午時三刻,袁紹中軍升起一麵巨大的赤紅色戰旗!
“舉火!”命令通過旗語和快馬,瞬間傳遍各營。
早已準備就緒的袁軍在地道深處,將火把投入堆積如山的引火物中。潑灑了油脂的乾柴遇到明火,轟然爆燃!火舌順著地道瘋狂蔓延,貪婪地舔舐著支撐門樓的粗大木柱。

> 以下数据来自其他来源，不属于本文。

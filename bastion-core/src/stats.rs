//! Read-only snapshots of engine state for the dashboard.

use std::time::Instant;

use serde::Serialize;

use crate::admission::RateLimiter;
use crate::cache::ResponseCache;
use crate::domain::pool::BackendPool;
use crate::domain::routing::RoutingPolicy;

/// Point-in-time view of one backend.
#[derive(Debug, Clone, PartialEq, Eq, Serialize)]
pub struct BackendStats {
    /// Position in the configured pool.
    pub id: usize,
    /// `host:port`
    pub address: String,
    /// Rotation weight.
    pub weight: u32,
    /// Last known liveness.
    pub alive: bool,
    /// Requests forwarded so far.
    pub requests: u64,
}

/// A currently banned client.
#[derive(Debug, Clone, PartialEq, Eq, Serialize)]
pub struct BannedClient {
    /// Client IP address.
    pub client: String,
    /// Seconds left on the ban, rounded up.
    pub remaining_secs: u64,
}

/// Everything the dashboard shows, captured in one pass.
#[derive(Debug, Clone, PartialEq, Eq, Serialize)]
pub struct StatsSnapshot {
    /// Backends in configuration order.
    pub backends: Vec<BackendStats>,
    /// Entries currently held by the response cache.
    pub cache_entries: usize,
    /// Cache TTL in seconds.
    pub cache_ttl_secs: u64,
    /// Clients with a rate limit record.
    pub tracked_clients: usize,
    /// Clients currently banned.
    pub banned: Vec<BannedClient>,
    /// Pinned requests that fell back to rotation.
    pub pinned_fallbacks: u64,
}

impl StatsSnapshot {
    /// Read the current state. Nothing is mutated.
    pub fn capture(
        pool: &BackendPool,
        policy: &RoutingPolicy,
        limiter: &RateLimiter,
        cache: &ResponseCache,
    ) -> Self {
        let now = Instant::now();
        Self {
            backends: pool
                .backends()
                .iter()
                .map(|b| BackendStats {
                    id: b.id.0,
                    address: b.address(),
                    weight: b.weight().get(),
                    alive: b.is_alive(),
                    requests: b.request_count(),
                })
                .collect(),
            cache_entries: cache.len(),
            cache_ttl_secs: cache.ttl().as_secs(),
            tracked_clients: limiter.tracked_clients(),
            banned: limiter
                .banned_clients(now)
                .into_iter()
                .map(|ban| BannedClient {
                    client: ban.client.to_string(),
                    remaining_secs: ban.remaining_secs(),
                })
                .collect(),
            pinned_fallbacks: policy.fallback_count(),
        }
    }

    /// Number of backends currently alive.
    pub fn alive_backends(&self) -> usize {
        self.backends.iter().filter(|b| b.alive).count()
    }
}

#[cfg(test)]
mod tests {
    use super::*;
    use crate::config::ProxyConfig;
    use std::net::{IpAddr, Ipv4Addr};

    #[test]
    fn capture_reflects_engine_state() {
        let config = ProxyConfig::default();
        let pool = BackendPool::from_config(&config.backends).unwrap();
        let policy = RoutingPolicy::from_config(&config.routes, &pool).unwrap();
        let limiter = RateLimiter::from_config(&config.rate_limit);
        let cache = ResponseCache::from_config(&config.cache);

        pool.backends()[2].set_alive(false);
        pool.backends()[0].record_request();
        let client = IpAddr::V4(Ipv4Addr::LOCALHOST);
        for _ in 0..6 {
            limiter.check(client);
        }

        let snap = StatsSnapshot::capture(&pool, &policy, &limiter, &cache);
        assert_eq!(snap.backends.len(), 3);
        assert_eq!(snap.backends[0].requests, 1);
        assert_eq!(snap.backends[0].address, "127.0.0.1:9001");
        assert!(!snap.backends[2].alive);
        assert_eq!(snap.alive_backends(), 2);
        assert_eq!(snap.cache_ttl_secs, 4);
        assert_eq!(snap.tracked_clients, 1);
        assert_eq!(snap.banned.len(), 1);
        assert_eq!(snap.banned[0].client, "127.0.0.1");
        assert_eq!(snap.banned[0].remaining_secs, 30);
    }
}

起初,易京城頭隻是感到一絲輕微的震動。守軍還以為是錯覺。但很快,震動變得越來越劇烈,如同地底有巨獸在咆哮、翻滾!
“轟隆隆——!!!”
一聲驚天動地的巨響從外寨門樓方向傳來!伴隨著木材斷裂的刺耳噪音和磚石坍塌的轟鳴,那座高大的門樓,在守軍驚恐萬狀的目光中,如同被抽去了脊梁的巨人,猛地向一側傾斜,然後在一片煙塵沖天中,轟然垮塌!露出了一個巨大的、猙獰的缺口!
“城破了!袁軍殺進來了!”絕望的尖叫瞬間響徹外寨。
早已蓄勢待發的張合、高覽,如同兩隻出匣猛虎,率部從埋伏處一躍而出!
“殺——!”張合長槍一指,麾下精銳如同鐵流,徑直衝向那還在不斷掉落磚石的缺口。
高覽則揮刀大喝:“搶占內城吊橋!”率軍沿著坍塌的廢墟向內猛插。
崩潰!外寨的守軍在如此恐怖的天地之威和隨之而來的猛烈突擊下,徹底崩潰了!他們失去了指揮,失去了鬥誌,像無頭蒼蠅一樣四處亂竄,或被袁軍砍殺,或跪地求饒。